The Return of Monte Cristo
                               

Director: Henry Levin
Year: 1946
Rating: 6.0

For some reason, a few years back I decided to watch any Dumas adaptation that came my way. Not sure why I decided to exactly, but once you do, you have to follow through. There are a lot of them of course - the Musketeers, Man in the Iron Mask and the Count have been popular through generations of film fans and they are still being made. A number of films about the Count of Monte Cristo have been made just in the past few years. The French seem to have just rediscovered Dumas with films about the Musketeers and Dantes recently. Some things never age. Producer Edward Small in collaboration with Columbia was clearly a fan and used adaptations to promote the career of Louis Hayward. Hayward was in The Man in the Iron Mask (1939), The Son of Monte Cristo (1940) and this film for Small and then later played D'Artagnan in Lady in the Iron Mask (1952). Small never was able to turn Hayward into an A star, but he had a very solid career in lesser budget adventure films. He is better here than I have seen him in other films - charming and resolute.



It basically follows the plot of the original Count of Monte Cristo but a generation later.
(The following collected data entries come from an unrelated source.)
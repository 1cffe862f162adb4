use std::sync::atomic::{AtomicU64, Ordering};
use std::sync::{Arc, Mutex};

use serde::{Deserialize, Serialize};

use crate::error::OrchestratorError;
use crate::message::ChatMessage;
use crate::plan::Plan;

/// Everything the orchestrator publishes for the caller to observe (§4.7).
/// `seq` is assigned by `MessageBus::publish`, never by the producer, so
/// ordering is guaranteed regardless of which component emits the event.
#[derive(Debug, Clone, Serialize, Deserialize)]
pub struct BusEvent {
    pub seq: u64,
    pub payload: BusPayload,
}

#[derive(Debug, Clone, Serialize, Deserialize)]
pub enum BusPayload {
    PlanAnnounced(Plan),
    StepInstruction { step_index: usize, agent_name: String, instruction: String },
    AgentChunk { agent_name: String, text: String },
    AgentMessage(ChatMessage),
    ProgressSummary(String),
    SentinelObservation { step_index: usize, execution: u32, observation: String },
    FinalAnswer(String),
    Error(String),
    Cancelled,
}

/// A single-writer, multiple-observer event stream. Every subscriber gets
/// its own unbounded `async_channel` (the teacher's `team/runtime.rs` and
/// `tools/base/pub_sub.rs` both reach for this crate for internal event
/// plumbing); `publish` fans each event out to every live subscriber, so a
/// slow or absent consumer never causes another one to miss an event —
/// unlike `tokio::sync::broadcast`, which drops for a lagging receiver.
/// `seq` is a single process-wide counter shared by every subscriber,
/// giving them all the same total order.
#[derive(Clone)]
pub struct MessageBus {
    next_seq: Arc<AtomicU64>,
    subscribers: Arc<Mutex<Vec<async_channel::Sender<BusEvent>>>>,
}

pub struct BusSubscription(pub async_channel::Receiver<BusEvent>);

impl MessageBus {
    pub fn new() -> Self {
        Self { next_seq: Arc::new(AtomicU64::new(0)), subscribers: Arc::new(Mutex::new(Vec::new())) }
    }

    pub fn subscribe(&self) -> BusSubscription {
        let (tx, rx) = async_channel::unbounded();
        self.subscribers.lock().unwrap().push(tx);
        BusSubscription(rx)
    }

    pub fn publish(&self, payload: BusPayload) -> u64 {
        let seq = self.next_seq.fetch_add(1, Ordering::SeqCst);
        let event = BusEvent { seq, payload };
        let mut subscribers = self.subscribers.lock().unwrap();
        // Drop closed subscribers as we go rather than growing forever.
        subscribers.retain(|tx| tx.try_send(event.clone()).is_ok() || !tx.is_closed());
        seq
    }

    pub fn publish_error(&self, err: &OrchestratorError) -> u64 {
        self.publish(BusPayload::Error(err.to_string()))
    }
}

impl Default for MessageBus {
    fn default() -> Self {
        Self::new()
    }
}

#[cfg(test)]
mod tests {
    use super::*;

    #[tokio::test]
    async fn subscribers_see_events_in_order() {
        let bus = MessageBus::new();
        let sub1 = bus.subscribe();
        let sub2 = bus.subscribe();

        bus.publish(BusPayload::FinalAnswer("a".into()));
        bus.publish(BusPayload::FinalAnswer("b".into()));

        let first = sub1.0.recv().await.unwrap();
        let second = sub1.0.recv().await.unwrap();
        assert_eq!(first.seq, 0);
        assert_eq!(second.seq, 1);

        let first_other = sub2.0.recv().await.unwrap();
        assert_eq!(first_other.seq, 0);
    }

    #[tokio::test]
    async fn late_subscriber_does_not_see_earlier_events() {
        let bus = MessageBus::new();
        bus.publish(BusPayload::FinalAnswer("a".into()));
        let sub = bus.subscribe();
        bus.publish(BusPayload::FinalAnswer("b".into()));
        let event = sub.0.recv().await.unwrap();
        assert_eq!(event.seq, 1);
    }
}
It begins in 1868 (two years before Dumas died) in Paris - but this was not written by Dumas but by none other than Curt Siodmak (The Wolfman and other Universal horror films). Edmond Dantes (Hayward) has just learned from an elderly friend (Henry Stephenson) that he has inherited the fortune of his uncle the Count of Monte Cristo. It is like a jinx. When they go to Marseille to make it legal, they find that there is another making the same claim - the beautiful Angela (Barbara Britton). And the fix is in. She knows nothing about it but her adopted father (Ray Collins), the head of the police (George Macready) and the judge (Ludwig Donath) are all in on it.
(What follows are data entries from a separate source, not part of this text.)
use chrono::{DateTime, Utc};
use serde::{Deserialize, Serialize};
use uuid::Uuid;

/// A reference to non-text material attached to a task, carried alongside
/// the transcript without being inlined as raw text.
#[derive(Debug, Clone, Serialize, Deserialize)]
pub enum MediaRef {
    Image { bytes: Vec<u8>, mime: String },
    DocumentRef { uri: String, mime: String },
}

/// Immutable description of the user's request. Created once per session
/// and never mutated afterwards; re-planning and replies all refer back to
/// `description`.
#[derive(Debug, Clone, Serialize, Deserialize)]
pub struct Task {
    pub id: Uuid,
    pub description: String,
    pub media: Vec<MediaRef>,
    pub created_at: DateTime<Utc>,
}

impl Task {
    pub fn new(description: impl Into<String>) -> Self {
        Self {
            id: Uuid::new_v4(),
            description: description.into(),
            media: Vec::new(),
            created_at: Utc::now(),
        }
    }

    pub fn with_media(mut self, media: Vec<MediaRef>) -> Self {
        self.media = media;
        self
    }
}

#[cfg(test)]
mod tests {
    use super::*;

    #[test]
    fn new_task_has_no_media_by_default() {
        let task = Task::new("paraphrase this sentence");
        assert!(task.media.is_empty());
        assert_eq!(task.description, "paraphrase this sentence");
    }

    #[test]
    fn with_media_attaches_refs() {
        let task = Task::new("summarize this pdf").with_media(vec![MediaRef::DocumentRef {
            uri: "file:///tmp/report.pdf".into(),
            mime: "application/pdf".into(),
        }]);
        assert_eq!(task.media.len(), 1);
    }
}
They send Dantes off to Devil's Island to hopefully die, but he and his fellow prisoner (Steven Geray) fake having the plague and escape (the how is neatly skipped over in the film). Back in France, Dantes takes the pages of the first Count and looks for revenge by ruining them. It plays out quite nicely with a series of disguises and clever set-ups. Directed by Henry Levin. The copy I saw this on was pretty fuzzy - seeing this in a pristine copy would help a lot and sadly it wasn't shot in color.